The allegations by associates of Prime Minister Binyamin Netanyahu that former MK and minister Gideon Sa’ar was trying to undercut him refused to die down Thursday – and actually took on a harsher tone, as both Sa’ar and officials close to Netanyahu slammed each other, accusing each other in turn of treachery, paranoia, lying and other negative phenomena.
Speaking on Army Radio Thursday, Sa’ar called Netanyahu’s accusations that he had tried to persuade President Reuven Rivlin not to choose Netanyahu to form the next government a lie, and “the crossing of a red line. Netanyahu is surrounded by plotters and conspirators, and this is poisoning the lifeblood of the Likud.”

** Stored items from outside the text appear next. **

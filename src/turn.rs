//! TURN 자격증명 생성 (RFC 5766 REST API 방식, HMAC-SHA1)
//!
//! peer 모드에서 방송자와 시청자가 NAT 를 넘을 수 있도록 시간 제한이 있는
//! TURN 계정을 발급한다.

use crate::config::TurnConfig;
use crate::protocol::{IceConfigData, IceServer};
use base64::{engine::general_purpose::STANDARD as BASE64, Engine as _};
use hmac::{Hmac, Mac};
use sha1::Sha1;

type HmacSha1 = Hmac<Sha1>;

#[derive(Debug, Clone, PartialEq, Eq, thiserror::Error)]
pub enum TurnError {
    #[error("TURN server not configured")]
    NotConfigured,
    #[error("invalid TURN secret")]
    InvalidSecret,
}

/// ICE 서버 목록과 자격증명 생성
pub fn ice_config(
    config: &TurnConfig,
    match_id: &str,
    now: u64,
    nonce: u64,
) -> Result<IceConfigData, TurnError> {
    if config.url.is_empty() || config.secret.is_empty() {
        return Err(TurnError::NotConfigured);
    }

    let expiry_time = now + config.credential_ttl;
    let username = format!("user_{now}_{nonce:x}:{expiry_time}");
    let password = hmac_password(&username, &config.secret)?;

    Ok(IceConfigData {
        ice_servers: build_ice_servers(config, &username, &password),
        ttl: config.credential_ttl,
        timestamp: now,
        match_id: match_id.to_string(),
    })
}

fn hmac_password(username: &str, secret: &str) -> Result<String, TurnError> {
    let mut mac =
        HmacSha1::new_from_slice(secret.as_bytes()).map_err(|_| TurnError::InvalidSecret)?;
    mac.update(username.as_bytes());
    Ok(BASE64.encode(mac.finalize().into_bytes()))
}

fn build_ice_servers(config: &TurnConfig, username: &str, password: &str) -> Vec<IceServer> {
    let mut turn_urls = Vec::new();

    if config.enable_udp {
        turn_urls.push(format!("turn:{}:{}", config.url, config.ports.udp));
    }
    if config.enable_tcp {
        turn_urls.push(format!(
            "turn:{}:{}?transport=tcp",
            config.url, config.ports.tcp
        ));
    }
    if config.enable_tls {
        turn_urls.push(format!(
            "turns:{}:{}?transport=tcp",
            config.url, config.ports.tls
        ));
    }
    for fallback in &config.fallback_servers {
        if config.enable_tls {
            turn_urls.push(format!("turns:{}:{}?transport=tcp", fallback, config.ports.tls));
        } else {
            turn_urls.push(format!("turn:{}:{}", fallback, config.ports.udp));
        }
    }

    let mut servers: Vec<IceServer> = turn_urls
        .into_iter()
        .map(|url| IceServer {
            urls: vec![url],
            username: Some(username.to_string()),
            credential: Some(password.to_string()),
            credential_type: Some("password".to_string()),
        })
        .collect();

    // STUN 은 인증 불필요
    if config.enable_udp {
        servers.push(IceServer {
            urls: vec![format!("stun:{}:{}", config.url, config.ports.udp)],
            username: None,
            credential: None,
            credential_type: None,
        });
    }

    servers
}

/// 사용자 이름에 포함된 만료 시각이 아직 지나지 않았는지
pub fn credentials_valid(username: &str, now: u64) -> bool {
    username
        .rsplit(':')
        .next()
        .and_then(|expiry| expiry.parse::<u64>().ok())
        .is_some_and(|expiry| expiry > now)
}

In response, Yonatan Orich, a spokesperson for Netanyahu, called Sa’ar’s claims “hysterical. A person who calls the prime minister a ‘liar’ has clearly decided to commit suicide of his standing in the Likud.” Army Radio quoted an official close to Netanyahu as saying that Sa’ar’s “hysterical response proves that he has indeed tried to undercut the prime minister, operating against the will of Likud members.”
The issue came to the fore Wednesday in an analysis published by Yisrael Hayom on why the question of early elections has dropped out of the headlines. In the analysis, the newspaper cited senior Likud sources as saying that Netanyahu had planned to break up the Knesset and call early elections – but decided against it, after hearing from advisers that Rivlin might not appoint him to form the government if the Likud won a plurality of seats in the plenum, as polls predict. According to Israeli election laws, the president imposes the task of forming a government on the individual who is most likely to form one. Generally, this is the head of the list with the largest number of seats in the Knesset, but he is not required to do so.
Given the bad blood between Netanyahu and Rivlin, the analysis said – Rivlin is said to blame Netanyahu for attempting to prevent him from ascending to the presidency – Netanyahu, the newspaper said, decided not to break up the government at this time, preferring to figure out a way to ensure that Rivlin not be able to perform a “runaround” of his forming a government. “It’s not the draft law and it’s not Gaza that is preventing early elections,” the analysis said. “It’s Rivlin, and Netanyahu is determined to do something about it.”
Later, the newspaper said, Likud sources named former Likud MK and minister Gideon Sa’ar as being responsible for the efforts to convince Rivlin not to appoint Netanyahu as the organizer of the government. Sa’ar, too, has hard feelings for Netanyahu, whom he blames for keeping him out of the Knesset. Speaking Thursday, Sa’ar said that “Netanyahu has clearly marked me for attack and has spread lies about me. I demand that he present the evidence of his claims. This will not weaken me as he hopes, it will just strengthen me.”
In a social media post, Likud MK Yehuda Glick called on both parties to back off. “Prime Minister Binyamin Netanyahu is the head of the Likud and he has the full trust of the Likud membership. He has a great record of accomplishment during his years in office. Gideon Sa’ar, meanwhile, is an important element in the party and is greatly appreciated by his colleagues. What has historically damaged the Likud has been the internal conflicts we have faced. I call on both parties to take a step back, and find a way to respect each other and drop this disagreement, the sooner the better.”